Developer: Smithfield DMV needs more parking
Published 3:28 pm Tuesday, September 20, 2022
A new Virginia Department of Motor Vehicles customer service center in Smithfield will require more than three times the maximum number of parking spaces allowed under the town’s zoning ordinance, according to the project’s developer.
Warren Sachs, owner of Virginia Beach-based KLS Battery Park Development Group LLC, has applied for a special use permit that would allow for up to 108 parking spaces dedicated to the new office, which the DMV would lease from him. The town’s zoning ordinance specifies one space per 150 square feet of gross floor area, meaning a maximum of 32 spaces for the proposed 4,800-square-foot South Church Street office.
Smithfield’s Planning Commission voted unanimously on Sept. 13 to give a favorable recommendation to Sachs’ requested permit. Assuming Smithfield’s Town Council gives final approval for the 108 spaces next month, DMV spokeswoman Jessica Cowardin said the state agency now hopes to have the new facility open sometime in 2023.
According to Sachs, the DMV had initially requested 140 parking spaces to accommodate the anticipated number of regional customers looking to obtain or renew their driver’s licenses or conduct other DMV business, but he was able to negotiate the number down to the current requested 108.
The new DMV office would be located on a 3.8-acre parcel adjacent to Dollar General on South Church Street. The DMV had initially anticipated breaking ground last fall and opening the facility by mid-2022. As of May, the DMV acknowledged the project had yet to break ground but maintained the new facility would still be open by the end of the year.

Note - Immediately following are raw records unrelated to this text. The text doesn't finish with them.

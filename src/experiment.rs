//! One orchestrated training run.
//!
//! [`Experiment::run`] reads every data source, fits the type checkers,
//! the pipeline and the model on `train`, scores every dataset, applies
//! metric gates and persists the artifacts that [`crate::Inferencer`]
//! reloads.

use std::collections::BTreeMap;
use std::fs;
use std::path::{Path, PathBuf};
use std::time::Instant;

use serde_json::json;
use tracing::{info, instrument, warn};

use crate::data::DataSet;
use crate::data::DataSetSource;
use crate::data::source::with_path;
use crate::error::{PypeError, Result};
use crate::evaluate::{Evaluator, MetricGate, Metrics};
use crate::logger::{ExperimentLogger, LocalLogger, LoggerScope};
use crate::model::Model;
use crate::observability::{MetricsCollector, log_snapshot};
use crate::packaging::{self, REQUIREMENTS_FILE};
use crate::pipeline::{ParameterTree, Pipeline};
use crate::serialiser::{JsonSerialiser, Serialiser, serialise_as};
use crate::type_checker::{TypeCheckerPipe, TypeCheckerRegistry};

pub const TRAIN: &str = "train";
pub const MODEL_FOLDER: &str = "model";
pub const MODEL_CLASS_FILE: &str = "model_class";
pub const PIPELINE_FILE: &str = "pipeline";
pub const INPUT_TYPE_CHECKER_FILE: &str = "input_type_checker";
pub const OUTPUT_TYPE_CHECKER_FILE: &str = "output_type_checker";
pub const EXTRA_FILES_FILE: &str = "extra_files.json";

/// Parameter tree child holding model hyperparameters.
pub const MODEL_PARAMS: &str = "model";
/// Parameter tree child holding pipeline parameters.
pub const PIPELINE_PARAMS: &str = "pipeline";

#[derive(Debug)]
pub struct Experiment {
    data_sources: BTreeMap<String, DataSetSource>,
    pipeline: Pipeline,
    model: Model,
    evaluator: Evaluator,
    input_type_checker: TypeCheckerPipe,
    output_type_checker: TypeCheckerPipe,
    type_checkers: TypeCheckerRegistry,
    logger: Box<dyn ExperimentLogger>,
    serialiser: Box<dyn Serialiser>,
    parameters: ParameterTree,
    extra_files: Vec<PathBuf>,
    gates: Vec<MetricGate>,
    requirements: Vec<String>,
    collector: MetricsCollector,
    completed: bool,
}

impl Experiment {
    pub fn builder(pipeline: Pipeline, model: Model) -> ExperimentBuilder {
        ExperimentBuilder::new(pipeline, model)
    }

    pub fn pipeline(&self) -> &Pipeline {
        &self.pipeline
    }

    pub fn model(&self) -> &Model {
        &self.model
    }

    pub fn input_type_checker(&self) -> &TypeCheckerPipe {
        &self.input_type_checker
    }

    pub fn output_type_checker(&self) -> &TypeCheckerPipe {
        &self.output_type_checker
    }

    pub fn parameters(&self) -> &ParameterTree {
        &self.parameters
    }

    pub fn output_folder(&self) -> &Path {
        self.logger.artifact_folder()
    }

    pub fn collector(&self) -> &MetricsCollector {
        &self.collector
    }

    pub fn is_completed(&self) -> bool {
        self.completed
    }

    /// Replaces the lines written to `requirements.txt`.
    pub fn set_requirements(&mut self, lines: Vec<String>) {
        self.requirements = lines;
    }

    /// Runs the experiment once. Any failure aborts the run; the logger is
    /// closed either way.
    #[instrument(skip_all)]
    pub fn run(&mut self) -> Result<Metrics> {
        let started = Instant::now();
        let Self {
            data_sources,
            pipeline,
            model,
            evaluator,
            input_type_checker,
            output_type_checker,
            type_checkers,
            logger,
            serialiser,
            parameters,
            extra_files,
            gates,
            requirements,
            collector,
            completed,
        } = self;
        *completed = false;
        let folder = logger.artifact_folder().to_path_buf();
        let mut scope = LoggerScope::open(logger.as_mut())?;

        info!("Load data");
        let datasets = {
            let _timer = collector.start_stage("read");
            data_sources
                .iter()
                .map(|(name, source)| Ok((name.clone(), source.read()?)))
                .collect::<Result<BTreeMap<String, DataSet>>>()?
        };
        let train = datasets
            .get(TRAIN)
            .ok_or_else(|| PypeError::config("data sources must contain a 'train' entry"))?;

        info!("Fit input type checker");
        {
            let _timer = collector.start_stage("fit_type_checkers");
            input_type_checker.fit(train, type_checkers)?;
        }

        info!("Fit pipeline");
        {
            let _timer = collector.start_stage("fit_pipeline");
            pipeline.fit(train)?;
        }

        info!("Transform data");
        let transformed = {
            let _timer = collector.start_stage("transform");
            datasets
                .iter()
                .map(|(name, data)| Ok((name.clone(), pipeline.transform(data, false)?)))
                .collect::<Result<BTreeMap<String, DataSet>>>()?
        };
        let transformed_train = transformed
            .get(TRAIN)
            .ok_or_else(|| PypeError::config("data sources must contain a 'train' entry"))?;

        info!("Fit model");
        {
            let _timer = collector.start_stage("fit_model");
            model.fit(transformed_train)?;
            let predictions = model.transform(transformed_train)?;
            output_type_checker.fit(&predictions, type_checkers)?;
        }

        info!("Evaluate model");
        let mut metrics = Metrics::new();
        {
            let _timer = collector.start_stage("evaluate");
            for (name, data) in &transformed {
                metrics.insert(name.clone(), evaluator.evaluate(model, data)?);
            }
        }
        for (name, scores) in &metrics {
            scope.logger().log_metrics(name, scores)?;
        }
        for gate in gates.iter() {
            match gate.check(&metrics) {
                Ok(()) => collector.record_gate_pass(),
                Err(err) => {
                    collector.record_gate_failure();
                    warn!(gate = %gate.label(), error = %err, "Metric gate failed");
                    return Err(err);
                }
            }
        }

        info!("Log results: parameters, pipeline, model");
        {
            let _timer = collector.start_stage("persist");
            let logger = scope.logger();
            model.save(&folder.join(MODEL_FOLDER), &**serialiser)?;
            logger.log_artifact(
                MODEL_CLASS_FILE,
                &serde_json::to_value(model.manifest())?,
                &**serialiser,
            )?;
            logger.log_artifact(
                PIPELINE_FILE,
                &serde_json::to_value(pipeline.to_artifact()?)?,
                &**serialiser,
            )?;
            serialise_as(
                &**serialiser,
                &*input_type_checker,
                &folder.join(INPUT_TYPE_CHECKER_FILE),
            )?;
            serialise_as(
                &**serialiser,
                &*output_type_checker,
                &folder.join(OUTPUT_TYPE_CHECKER_FILE),
            )?;
            logger.log_parameters(&parameters.to_flat())?;
            packaging::write_requirements(requirements, &folder.join(REQUIREMENTS_FILE))?;

            let mut stored = Vec::with_capacity(extra_files.len());
            for extra in extra_files.iter() {
                stored.push(logger.log_file(extra)?);
            }
            let listing = folder.join(EXTRA_FILES_FILE);
            let rendered = serde_json::to_string_pretty(&json!({ "paths": stored }))?;
            fs::write(&listing, rendered).map_err(|err| with_path(err, &listing))?;
        }
        scope.finish()?;
        packaging::write_digests(&folder)?;

        collector.record_total_duration(started.elapsed());
        log_snapshot(&collector.snapshot());
        *completed = true;
        info!(folder = %folder.display(), "Done");
        Ok(metrics)
    }

    pub(crate) fn into_fitted_parts(self) -> Result<(Pipeline, Model, TypeCheckerPipe, TypeCheckerPipe)> {
        if !self.completed {
            return Err(PypeError::UnfittedOperator("experiment".to_string()));
        }
        Ok((
            self.pipeline,
            self.model,
            self.input_type_checker,
            self.output_type_checker,
        ))
    }
}

pub struct ExperimentBuilder {
    pipeline: Pipeline,
    model: Model,
    data_sources: BTreeMap<String, DataSetSource>,
    evaluator: Evaluator,
    input_keys: Option<Vec<String>>,
    strict: bool,
    type_checkers: TypeCheckerRegistry,
    logger: Option<Box<dyn ExperimentLogger>>,
    output_folder: Option<PathBuf>,
    serialiser: Box<dyn Serialiser>,
    parameters: ParameterTree,
    extra_files: Vec<PathBuf>,
    gates: Vec<MetricGate>,
    requirements: Vec<String>,
    collector: MetricsCollector,
}

impl ExperimentBuilder {
    pub fn new(pipeline: Pipeline, model: Model) -> Self {
        Self {
            pipeline,
            model,
            data_sources: BTreeMap::new(),
            evaluator: Evaluator::default(),
            input_keys: None,
            strict: false,
            type_checkers: TypeCheckerRegistry::with_defaults(),
            logger: None,
            output_folder: None,
            serialiser: Box::new(JsonSerialiser),
            parameters: ParameterTree::new(),
            extra_files: Vec::new(),
            gates: Vec::new(),
            requirements: vec![packaging::framework_requirement()],
            collector: MetricsCollector::new(),
        }
    }

    pub fn data_source(mut self, name: impl Into<String>, source: DataSetSource) -> Self {
        self.data_sources.insert(name.into(), source);
        self
    }

    pub fn evaluator(mut self, evaluator: Evaluator) -> Self {
        self.evaluator = evaluator;
        self
    }

    /// Keys validated on incoming requests. Defaults to every `train` key
    /// the model does not predict.
    pub fn input_keys(mut self, keys: Vec<String>) -> Self {
        self.input_keys = Some(keys);
        self
    }

    pub fn strict(mut self, strict: bool) -> Self {
        self.strict = strict;
        self
    }

    pub fn type_checkers(mut self, registry: TypeCheckerRegistry) -> Self {
        self.type_checkers = registry;
        self
    }

    pub fn logger(mut self, logger: Box<dyn ExperimentLogger>) -> Self {
        self.logger = Some(logger);
        self
    }

    /// Logs locally into `folder` unless a logger is set explicitly.
    pub fn output_folder(mut self, folder: impl Into<PathBuf>) -> Self {
        self.output_folder = Some(folder.into());
        self
    }

    pub fn serialiser(mut self, serialiser: Box<dyn Serialiser>) -> Self {
        self.serialiser = serialiser;
        self
    }

    /// Parameters applied before the run: `model` re-instantiates the model,
    /// `pipeline` re-instantiates the pipes. Also logged with the run.
    pub fn parameters(mut self, parameters: ParameterTree) -> Self {
        self.parameters = parameters;
        self
    }

    pub fn extra_files(mut self, files: Vec<PathBuf>) -> Self {
        self.extra_files = files;
        self
    }

    pub fn gates(mut self, gates: Vec<MetricGate>) -> Self {
        self.gates = gates;
        self
    }

    pub fn requirements(mut self, lines: Vec<String>) -> Self {
        self.requirements = lines;
        self
    }

    pub fn collector(mut self, collector: MetricsCollector) -> Self {
        self.collector = collector;
        self
    }

    pub fn build(self) -> Result<Experiment> {
        let Self {
            mut pipeline,
            mut model,
            data_sources,
            evaluator,
            input_keys,
            strict,
            type_checkers,
            logger,
            output_folder,
            serialiser,
            parameters,
            extra_files,
            gates,
            requirements,
            collector,
        } = self;

        let train = data_sources
            .get(TRAIN)
            .ok_or_else(|| PypeError::config("data sources must contain a 'train' entry"))?;
        let input_keys = input_keys.unwrap_or_else(|| {
            train
                .keys()
                .filter(|key| !model.outputs().iter().any(|output| output == key))
                .map(str::to_string)
                .collect()
        });
        let logger = match (logger, output_folder) {
            (Some(logger), _) => logger,
            (None, Some(folder)) => Box::new(LocalLogger::new(folder)),
            (None, None) => {
                return Err(PypeError::config(
                    "an experiment needs an output folder or a logger",
                ));
            }
        };

        for (name, _) in parameters.children() {
            if name != MODEL_PARAMS && name != PIPELINE_PARAMS {
                warn!(path = name, "Parameter path addresses neither model nor pipeline");
            }
        }
        for arg in parameters.values().keys() {
            warn!(path = arg.as_str(), "Top-level parameter is ignored");
        }
        if let Some(model_params) = parameters.child(MODEL_PARAMS) {
            model.reinitialise(&model_params.arguments())?;
        }
        if let Some(pipeline_params) = parameters.child(PIPELINE_PARAMS) {
            for path in pipeline.unmatched_parameters(pipeline_params) {
                warn!(path = path.as_str(), "Pipeline parameter matches no pipe");
            }
            pipeline.reinitialise(pipeline_params)?;
        }

        let output_keys = model.outputs().to_vec();
        Ok(Experiment {
            data_sources,
            pipeline,
            model,
            evaluator,
            input_type_checker: TypeCheckerPipe::new("input", input_keys).strict(strict),
            output_type_checker: TypeCheckerPipe::new("output", output_keys).strict(strict),
            type_checkers,
            logger,
            serialiser,
            parameters,
            extra_files,
            gates,
            requirements,
            collector,
            completed: false,
        })
    }
}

Sachs is proposing to construct a 6,000-square-foot building adjacent to the proposed DMV office on the same parcel to house a restaurant and retail store. Sachs declined to name the restaurant or store that would become tenants of the site, noting that negotiations were ongoing and contingent on the DMV office moving forward.
The new DMV office will replace the shuttered DMV center further down and on the opposite side of the street; that building is now home to the Office Express Plus shipping and printing business. The old facility shuttered on March 18, 2020, along with every other DMV office in the state due to the COVID-19 pandemic, but remained closed even when others reopened – according to the DMV, due to its small lobby and lack of a public bathroom.
Currently, the closest DMV centers to Smithfield offering in-person services are in Hampton, Portsmouth and Suffolk. DMV Connect, which Cowardin described as the agency’s mobile “office in a suitcase,” also makes regularly scheduled visits to the Smithfield area, she said.